Why does the distance between corporate and customer make me feel like the store I’m standing in, and all of its employees, are powerless? Why am I, the customer, left feeling powerless?
So maybe my search for a cooler, my worries about access to reindeer moss, and the laughable customer service I’ve experienced don’t signal “genuine pain.” But this does:
This is genuine pain. When customer service is failing to the point that badly treated patrons are being further distressed by the sight of fellow shoppers meeting the same fate, the cause is likely built into company structure. And your marketing agency is looking at a bonafide reputation crisis that could presage things like lawsuits, impactful reputation damage, and even closure for your valuable clients.
When you encounter customer service disasters, it begs questions like:
- Could no one in my situation access a list of current store inventory, or, barring that, seek out merchandise with me instead of risking the loss of a sale?
- Could no one offer to let “corporate” know that I’m dissatisfied with a “customer service policy” that would require me to spend $225 to buy a whole case of vitamins?

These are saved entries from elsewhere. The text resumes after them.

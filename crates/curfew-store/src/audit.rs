//! Audit event types

use chrono::{DateTime, Local};
use curfew_api::{BreachKind, LockOutcome, SessionEndReason, TightenKind};
use curfew_util::{SessionId, UserName};
use serde::{Deserialize, Serialize};
use std::time::Duration;

/// Types of audit events
#[derive(Debug, Clone, Serialize, Deserialize)]
#[serde(tag = "type", rename_all = "snake_case")]
pub enum AuditEventType {
    /// Daemon started
    DaemonStarted,

    /// Daemon stopped
    DaemonStopped,

    /// Policy loaded
    PolicyLoaded {
        user: UserName,
        session_limit: Option<Duration>,
        daily_limit: Option<Duration>,
    },

    /// Session started
    SessionStarted { session_id: SessionId },

    /// Session ended
    SessionEnded {
        session_id: SessionId,
        reason: SessionEndReason,
        duration: Duration,
    },

    /// Lock attempted after a breach
    LockIssued {
        breach: BreachKind,
        used: Duration,
        limit: Duration,
        outcome: LockOutcome,
    },

    /// Breach inside the cooldown window, no lock attempted
    LockSuppressed { breach: BreachKind, used: Duration },

    /// A limit was tightened
    LimitTightened {
        kind: TightenKind,
        breach: BreachKind,
        limit: Duration,
    },

    /// A limit relaxed toward its baseline
    LimitRelaxed {
        breach: BreachKind,
        limit: Duration,
        recovered: bool,
    },

    /// A notification was handed to the notifier
    NotificationSent { delivered: bool },

    /// Today's date could not be computed, accumulation skipped
    ClockUnavailable { reason: String },
}

/// Full audit event with metadata
#[derive(Debug, Clone, Serialize, Deserialize)]
pub struct AuditEvent {
    /// Unique event ID
    pub id: i64,

    /// Event timestamp
    pub timestamp: DateTime<Local>,

    /// Event type and details
    pub event: AuditEventType,
}

impl AuditEvent {
    pub fn new(event: AuditEventType) -> Self {
        Self {
            id: 0, // Will be set by store
            timestamp: curfew_util::now(),
            event,
        }
    }
}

Why am I being treated like a warehouse instead of a person?
- Could no one at the pharmacy see a man with a leg wound about to fall over, grab a folding chair for him, and keep him safe, instead of risking a lawsuit?
I think a “no” answer to all three questions proceeds from definite causes. And I think Tesla CEO, Elon Musk, had such causes in mind when he recently penned a letter to his own employees.
“It must be okay for people to talk directly and just make the right thing happen.”
“Communication should travel via the shortest path necessary to get the job done, not through the ‘chain of command.’ Any manager who attempts to enforce chain of command communication will soon find themselves working elsewhere.
A major source of issues is poor communication between depts. The way to solve this is allow free flow of information between all levels. If, in order to get something done between depts, an individual contributor has to talk to their manager, who talks to a director, who talks to a VP, who talks to another VP, who talks to a director, who talks to a manager, who talks to someone doing the actual work, then super dumb things will happen. It must be ok for people to talk directly and just make the right thing happen.
In general, always pick common sense as your guide. If following a ‘company rule’ is obviously ridiculous in a particular situation, such that it would make for a great Dilbert cartoon, then the rule should change.”
– Elon Musk, CEO, Tesla
Let’s parlay this uncommon advice into retail. If it’s everyone’s job to access a free flow of information, use common sense, make the right thing happen, and change rules that don’t make sense, then:
- Inventory is known by all store staff, and my cooler can be promptly located by any employee, rather than workers appearing helpless.